[This is the text of a talk I gave last week, as “Speculative Collections and the Emancipatory Library,” to close a symposium honoring Dan Hazen, about the future of academic library collecting. See also #HazenatHarvard tweets as assembled by Merrilee Proffitt, a video of the presentation from Harvard Library, and an excerpt from a prior talk (“Alternate Futures/Usable Pasts“), which introduces the concept and offers some paths in.]
[Edited to add: and please read the wonderful “Liberatory Archives,” by Jarrett M. Drake, which takes up many of the same themes as the talk below, and was apparently delivered on the same day! Maybe it’s time? Hurry up please it’s time.]
[2019 update: an edited version of this talk was published in The Routledge International Handbook of New Digital Practices in Galleries, Libraries, Archives, Museums and Heritage Sites, with a green OA copy of the author-accepted manuscript immediately available as a PDF file, here. Other OA chapters are available as well.]
Reproducibility. Openness. Transparency. Rationality. Interoperability, and an orientation toward interdisciplinary problem-solving. Mine is a non-exclusive list, to be sure, but you might recognize these as values driving data management in the sciences and social sciences, and underlying the creation of collections, interfaces, and infrastructure in what we call “data-driven” fields. They have their problems of positivism, these values—and it has become the necessary project of many thinkers in the library and information science community to demonstrate how underlying assumptions of neutrality and universality in them—and therefore in our practices of selection and description, our design of search mechanisms, and even in many libraries’ public service policies and stances around them—are in fact decidedly non-neutral expressions of dominant, sometimes oppressive ideologies.
But I’ll risk the ire of friends to say that—taken together—the value-sets of open science represent a quality I find disappointingly, maybe even irresponsibly absent from digital library interface design and collection-building. They represent a forward-looking temporal orientation. And I think we feel the absence of that orientation, particularly, now that we are so decidedly past the era of collecting “on spec”—past, that is, being able to hold an image of libraries un-stuck in time, libraries on the long tail, libraries with a far, far future reach—where we invest in and gather materials that may have no immediate use-value.

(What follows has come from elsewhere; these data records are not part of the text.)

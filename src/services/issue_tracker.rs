use async_trait::async_trait;

use crate::domain::ticket::{CreatedTicket, GeneratedContent, TicketRequest};
use crate::error::AppResult;

#[async_trait]
pub trait IssueTrackerService: Send + Sync {
    async fn create_issue(
        &self,
        project_key: &str,
        request: &TicketRequest,
        content: &GeneratedContent,
    ) -> AppResult<CreatedTicket>;

    /// Renders the creation payload without sending it, for dry runs.
    fn preview_issue(
        &self,
        project_key: &str,
        request: &TicketRequest,
        content: &GeneratedContent,
    ) -> AppResult<String>;
}
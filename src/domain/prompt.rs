use crate::domain::ticket::{TicketRequest, TicketType};

/// Builds the completion prompt for a ticket request. The reply contract is
/// fixed: one JSON object with the keys `summary`, `description` and
/// `acceptanceCriteria`.
pub fn build_prompt(request: &TicketRequest) -> String {
    let mut prompt = format!(
        "You are drafting a {} ticket for a software project issue tracker.\n\n\
         Priority: {}\n\
         Request: {}\n\n\
         Reply with a single JSON object containing exactly these keys:\n\
         - \"summary\": a one-line ticket title\n\
         - \"description\": a detailed description of the work\n\
         - \"acceptanceCriteria\": the conditions under which the ticket counts as done\n",
        request.ticket_type.as_str(),
        request.priority.as_str(),
        request.free_text,
    );

    if request.ticket_type == TicketType::Bug {
        prompt.push_str(
            "In \"description\", document the actual behaviour versus the expected behaviour.\n",
        );
    }

    prompt.push_str("Reply with the JSON object only, no markdown fences and no commentary.\n");
    prompt
}

#[cfg(test)]
mod tests {
    use super::*;
    use crate::domain::ticket::TicketPriority;

    fn request(ticket_type: TicketType) -> TicketRequest {
        TicketRequest {
            ticket_type,
            priority: TicketPriority::High,
            free_text: "Login API returns 500 when token expires".to_string(),
        }
    }

    #[test]
    fn embeds_type_priority_and_free_text() {
        let prompt = build_prompt(&request(TicketType::Task));
        assert!(prompt.contains("a Task ticket"));
        assert!(prompt.contains("Priority: High"));
        assert!(prompt.contains("Request: Login API returns 500 when token expires"));
    }

    #[test]
    fn names_the_three_required_keys() {
        let prompt = build_prompt(&request(TicketType::Story));
        assert!(prompt.contains("\"summary\""));
        assert!(prompt.contains("\"description\""));
        assert!(prompt.contains("\"acceptanceCriteria\""));
    }

    #[test]
    fn bug_prompt_documents_actual_versus_expected() {
        let prompt = build_prompt(&request(TicketType::Bug));
        assert!(prompt.contains("actual behaviour versus the expected behaviour"));
    }

    #[test]
    fn task_and_story_prompts_omit_the_bug_step() {
        for ticket_type in [TicketType::Task, TicketType::Story] {
            let prompt = build_prompt(&request(ticket_type));
            assert!(!prompt.contains("actual behaviour versus the expected behaviour"));
        }
    }
}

While administrative imagination slowly catches up to the logic of the network—and while we work to realize “collective collections” that might mitigate this problem—local pressures move inexorably in, and train our attention on contemporary, not future needs: on meeting needs (as we say) “just in time.” Please don’t misunderstand. I do not propose that we adopt the values of open science wholesale (it will be a cold day in Hell when “reproducibility” takes hold in English departments—and “openness” itself has different valences and dangers across communities and fields). Instead, I suggest that we consider the cumulative effect of underlying value sets like these in terms of their temporal orientation—the degree of forward-lookingness and open-endedness inherent in the concepts we hold dear—and what that means for the systems we build. Continue reading “speculative collections”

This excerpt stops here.